The rescuer might also become so engulfed in the narcissist’s issues that they set aside their own priorities, compromising their boundaries in order to make the narcissist feel more comfortable. They begin overextending thankless support, but it’s never reciprocated.

4. They tend to perceive others through a hostile lens

According to Dr. Durvasula, the vulnerable narcissist may ask questions like, “Why is everyone looking at us?" or "How come the waiter at the restaurant isn’t treating me well?” There’s an element to personal victimization at play, along with a sense that the world is out to get them.

5. They have a false sense of outsize suffering

While certain types of narcissists have a VIP “I don’t have to wait in line” attitude, the vulnerable narcissist’s entitlement is very "woe is me." The vulnerable narcissist tends to assert that nobody has it worse than they do—not even their partner who might suffer from much larger anxieties and stressors.
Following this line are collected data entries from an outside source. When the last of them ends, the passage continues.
use crate::db::pool::DbPool;
use crate::db::queries::{SqlRecord, collect_rows, date_value, enum_col, now_stamp, opt, opt_text};
use crate::db::store::{Entity, Repository, ReservationStore};
use crate::errors::AppResult;
use crate::models::reservation::{
    Reservation, ReservationFilter, ReservationInput, ReservationStatus,
};
use crate::models::user::UserId;
use crate::utils::time::format_clock;
use rusqlite::types::Value;
use rusqlite::{Row, params_from_iter};

impl Entity for Reservation {
    type Input = ReservationInput;
    const NAME: &'static str = "Reservation";

    fn id(&self) -> i64 {
        self.id
    }
}

impl SqlRecord for Reservation {
    const TABLE: &'static str = "reservations";
    const SELECT: &'static str = "SELECT t.id, t.user_id, t.client_id, c.name AS client_name, t.title,
                t.description, t.date, t.start_time, t.end_time, t.status, t.location,
                t.created_at, t.updated_at
         FROM reservations t
         LEFT JOIN clients c ON c.id = t.client_id AND c.user_id = t.user_id";
    const ORDER_BY: &'static str = "t.date ASC, t.start_time ASC, t.id ASC";
    const COLUMNS: &'static [&'static str] = &[
        "client_id",
        "title",
        "description",
        "date",
        "start_time",
        "end_time",
        "status",
        "location",
    ];
    const HAS_UPDATED_AT: bool = true;

    fn from_row(row: &Row) -> rusqlite::Result<Self> {
        Ok(Reservation {
            id: row.get("id")?,
            user_id: row.get("user_id")?,
            client_id: row.get("client_id")?,
            client_name: row.get("client_name")?,
            title: row.get("title")?,
            description: row.get("description")?,
            date: row.get("date")?,
            start_time: row.get("start_time")?,
            end_time: row.get("end_time")?,
            status: enum_col(row, "status", "reservation", ReservationStatus::from_db_str)?,
            location: row.get("location")?,
            created_at: row.get("created_at")?,
            updated_at: row.get("updated_at")?,
        })
    }

    fn values(input: &ReservationInput) -> Vec<Value> {
        vec![
            opt(input.client_id),
            Value::Text(input.title.clone()),
            opt_text(&input.description),
            date_value(input.date),
            Value::Text(format_clock(input.start_time)),
            opt(input.end_time.map(format_clock)),
            Value::Text(input.status.to_db_str().to_string()),
            opt_text(&input.location),
        ]
    }
}

/// WHERE clause and bound values for a reservation filter.
fn filter_clause(user: &UserId, filter: &ReservationFilter) -> (String, Vec<Value>) {
    let mut conditions = vec!["t.user_id = ?".to_string()];
    let mut values = vec![Value::Text(user.as_str().to_string())];

    if let Some(d) = filter.date {
        conditions.push("t.date = ?".into());
        values.push(date_value(d));
    }
    if let Some(d) = filter.from {
        conditions.push("t.date >= ?".into());
        values.push(date_value(d));
    }
    if let Some(d) = filter.to {
        conditions.push("t.date <= ?".into());
        values.push(date_value(d));
    }
    if let Some(id) = filter.client_id {
        conditions.push("t.client_id = ?".into());
        values.push(Value::Integer(id));
    }
    if let Some(status) = filter.status {
        conditions.push("t.status = ?".into());
        values.push(Value::Text(status.to_db_str().to_string()));
    }
    if filter.exclude_cancelled {
        conditions.push("t.status <> 'cancelled'".into());
    }

    (conditions.join(" AND "), values)
}

impl ReservationStore for DbPool {
    fn list_reservations(
        &self,
        user: &UserId,
        filter: &ReservationFilter,
    ) -> AppResult<Vec<Reservation>> {
        let (clause, mut values) = filter_clause(user, filter);

        let mut sql = format!(
            "{} WHERE {} ORDER BY {}",
            Reservation::SELECT,
            clause,
            Reservation::ORDER_BY
        );
        if let Some(limit) = filter.limit {
            sql.push_str(" LIMIT ?");
            values.push(Value::Integer(i64::from(limit)));
        }

        let mut stmt = self.conn.prepare(&sql)?;
        let rows = stmt.query_map(params_from_iter(values.iter()), |row| {
            Reservation::from_row(row)
        })?;
        collect_rows(rows)
    }

    fn set_reservation_status(
        &self,
        user: &UserId,
        id: i64,
        status: ReservationStatus,
    ) -> AppResult<Option<Reservation>> {
        let changed = self.conn.execute(
            "UPDATE reservations SET status = ?1, updated_at = ?2
             WHERE id = ?3 AND user_id = ?4",
            rusqlite::params![status.to_db_str(), now_stamp(), id, user.as_str()],
        )?;

        if changed == 0 {
            return Ok(None);
        }
        Repository::<Reservation>::find(self, user, id)
    }
}
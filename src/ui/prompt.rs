use crate::ui::messages::warning;
use std::io::{self, Write};

/// Ask a yes/no confirmation from the user. `assume_yes` skips the prompt.
pub fn ask_confirmation(prompt: &str, assume_yes: bool) -> bool {
    if assume_yes {
        return true;
    }

    warning(prompt);
    print!("Confirm [y/N]: ");
    let _ = io::stdout().flush();

    let mut s = String::new();
    if io::stdin().read_line(&mut s).is_ok() {
        matches!(s.trim().to_lowercase().as_str(), "y" | "yes")
    } else {
        false
    }
}
pub mod initialize;
pub mod log;
pub mod migrate;
pub mod pool;
pub mod queries;
pub mod stats;
pub mod store;
//! Data-access traits.
//!
//! Services in `core` only see these traits plus the caller's [`UserId`];
//! `DbPool` is the SQLite implementation. Every operation is scoped to the
//! given user: rows of other users are invisible, as if they did not exist.

use crate::errors::AppResult;
use crate::models::reservation::{Reservation, ReservationFilter, ReservationStatus};
use crate::models::user::UserId;

/// A stored record type and the data needed to create or replace one.
pub trait Entity: Sized {
    type Input;

    /// Human-readable name used in errors and audit entries.
    const NAME: &'static str;

    fn id(&self) -> i64;
}

/// Basic CRUD over one record type.
pub trait Repository<T: Entity> {
    /// All rows of the user, in the record type's natural order.
    fn list(&self, user: &UserId) -> AppResult<Vec<T>>;

    fn find(&self, user: &UserId, id: i64) -> AppResult<Option<T>>;

    fn insert(&self, user: &UserId, input: &T::Input) -> AppResult<T>;

    /// Replace every writable field. `None` when the row does not exist.
    fn update(&self, user: &UserId, id: i64, input: &T::Input) -> AppResult<Option<T>>;

    /// Returns true if the row was found and deleted.
    fn delete(&self, user: &UserId, id: i64) -> AppResult<bool>;
}

/// Reservation-specific queries on top of the basic CRUD.
pub trait ReservationStore: Repository<Reservation> {
    /// Rows matching `filter`, ordered by date then start time.
    fn list_reservations(
        &self,
        user: &UserId,
        filter: &ReservationFilter,
    ) -> AppResult<Vec<Reservation>>;

    fn set_reservation_status(
        &self,
        user: &UserId,
        id: i64,
        status: ReservationStatus,
    ) -> AppResult<Option<Reservation>>;
}

/// Append-only trail of mutating operations.
pub trait AuditLog {
    /// Record `operation` on `target` as done by `user`.
    fn audit(&self, user: &UserId, operation: &str, target: &str, message: &str)
    -> AppResult<()>;
}
use crate::core::records::{
    audited_delete, audited_insert, audited_update, ensure_owned, existing, non_negative,
    optional_text, required_text,
};
use crate::db::store::{AuditLog, Repository};
use crate::errors::{AppError, AppResult};
use crate::models::client::Client;
use crate::models::project::{Project, ProjectInput};
use crate::models::user::UserId;

pub struct ProjectLogic;

fn validated<S>(store: &S, user: &UserId, input: &ProjectInput) -> AppResult<ProjectInput>
where
    S: Repository<Client> + ?Sized,
{
    let name = required_text("name", &input.name)?;

    let budget = match input.budget {
        Some(b) => Some(non_negative("budget", b)?),
        None => None,
    };

    if let (Some(start), Some(end)) = (input.start_date, input.end_date)
        && end < start
    {
        return Err(AppError::validation(
            "end_date",
            "must not be before the start date",
        ));
    }

    ensure_owned::<Client, S>(store, user, input.client_id)?;

    Ok(ProjectInput {
        name,
        budget,
        description: optional_text(&input.description),
        ..input.clone()
    })
}

impl ProjectLogic {
    pub fn create<S>(store: &S, user: &UserId, input: &ProjectInput) -> AppResult<Project>
    where
        S: Repository<Project> + Repository<Client> + AuditLog + ?Sized,
    {
        let clean = validated(store, user, input)?;
        let summary = format!("'{}' ({})", clean.name, clean.status);
        audited_insert::<Project, S>(store, user, &clean, &summary)
    }

    /// Newest first.
    pub fn list<S>(store: &S, user: &UserId) -> AppResult<Vec<Project>>
    where
        S: Repository<Project> + ?Sized,
    {
        store.list(user)
    }

    pub fn get<S>(store: &S, user: &UserId, id: i64) -> AppResult<Project>
    where
        S: Repository<Project> + ?Sized,
    {
        existing::<Project, S>(store, user, id)
    }

    pub fn update<S>(store: &S, user: &UserId, id: i64, input: &ProjectInput) -> AppResult<Project>
    where
        S: Repository<Project> + Repository<Client> + AuditLog + ?Sized,
    {
        let clean = validated(store, user, input)?;
        let summary = format!("'{}' updated ({})", clean.name, clean.status);
        audited_update::<Project, S>(store, user, id, &clean, &summary)
    }

    pub fn delete<S>(store: &S, user: &UserId, id: i64) -> AppResult<()>
    where
        S: Repository<Project> + AuditLog + ?Sized,
    {
        audited_delete::<Project, S>(store, user, id)
    }
}
//! rFinDash main entrypoint.

use rfindash::run;

fn main() {
    if let Err(e) = run() {
        eprintln!("Error: {}", e);
        std::process::exit(1);
    }
}
//! # Metadata Store
//!
//! Abstract key-value persistence for announcement records. The core
//! serializes `Vec<ScheduledAnnouncement>` to a JSON value itself and
//! stores it under a single well-known key; implementations only move
//! opaque JSON documents around. No transactions.
//!
//! Two implementations ship with the crate: [`JsonFileStore`] (one JSON
//! document on disk, atomic rename on write) and [`MemoryStore`]
//! (process-local, used in tests and as a null store).
//!
//! - **Version**: 1.1.0
//! - **Since**: 0.1.0
//! - **Toggleable**: false
//!
//! ## Changelog
//! - 1.1.0: Atomic tempfile-rename writes in JsonFileStore
//! - 1.0.0: Initial trait with file and memory implementations

pub mod json_file;
pub mod memory;

use async_trait::async_trait;
use serde_json::Value;

pub use json_file::JsonFileStore;
pub use memory::MemoryStore;

/// Store key under which the announcement list is persisted.
pub const ANNOUNCEMENTS_KEY: &str = "announcements";

/// Key-value persistence collaborator.
///
/// Implementations surface their own failure causes through
/// `anyhow::Result`; the core decides per call site whether a failure
/// propagates (writes) or degrades to "no data" (reads).
#[async_trait]
pub trait MetadataStore: Send + Sync {
    /// Fetch the value stored under `key`, if any.
    async fn get(&self, key: &str) -> anyhow::Result<Option<Value>>;

    /// Store `value` under `key`, replacing any previous value.
    async fn set(&self, key: &str, value: Value) -> anyhow::Result<()>;

    /// Remove the value stored under `key`. Removing a missing key is
    /// not an error.
    async fn remove(&self, key: &str) -> anyhow::Result<()>;

    /// Remove every stored value.
    async fn clear(&self) -> anyhow::Result<()>;
}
6. They are jealous of others' successes

It’s envy that’s specifically strenuous in romantic partnerships. Vulnerable narcissists tend to undercut the partner’s success, make them feel guilty about accomplishments, or cause them to underplay or hide their excitement and devalue themselves.

What to do once you spot the signs of a vulnerable narcissist

Beyond pointing out these six signs to help you spot vulnerable narcissistic behavior, Dr. Durvasula warns about the dangers of becoming isolated in a relationship with someone who's socially contemptuous and antagonistic. This type of partner's manipulative vulnerability can lead a partner to do anything to appease them, opening up to a situation of a constant and unfair compromise—the kind that makes you one day realize that you don’t have a life anymore.

So, if you find yourself in this type of situation, how can you ensure you get your life back? According to Dr. Durvasula, you leave: “Very, very rarely do vulnerable narcissists ever change,” Dr. Durvasula says. “If you are fine with the current condition, stay. The one thing to know about the territory is that this person is never going to evolve into an empathic, self-aware, self-reflective, present human being. It’s just not going to happen.”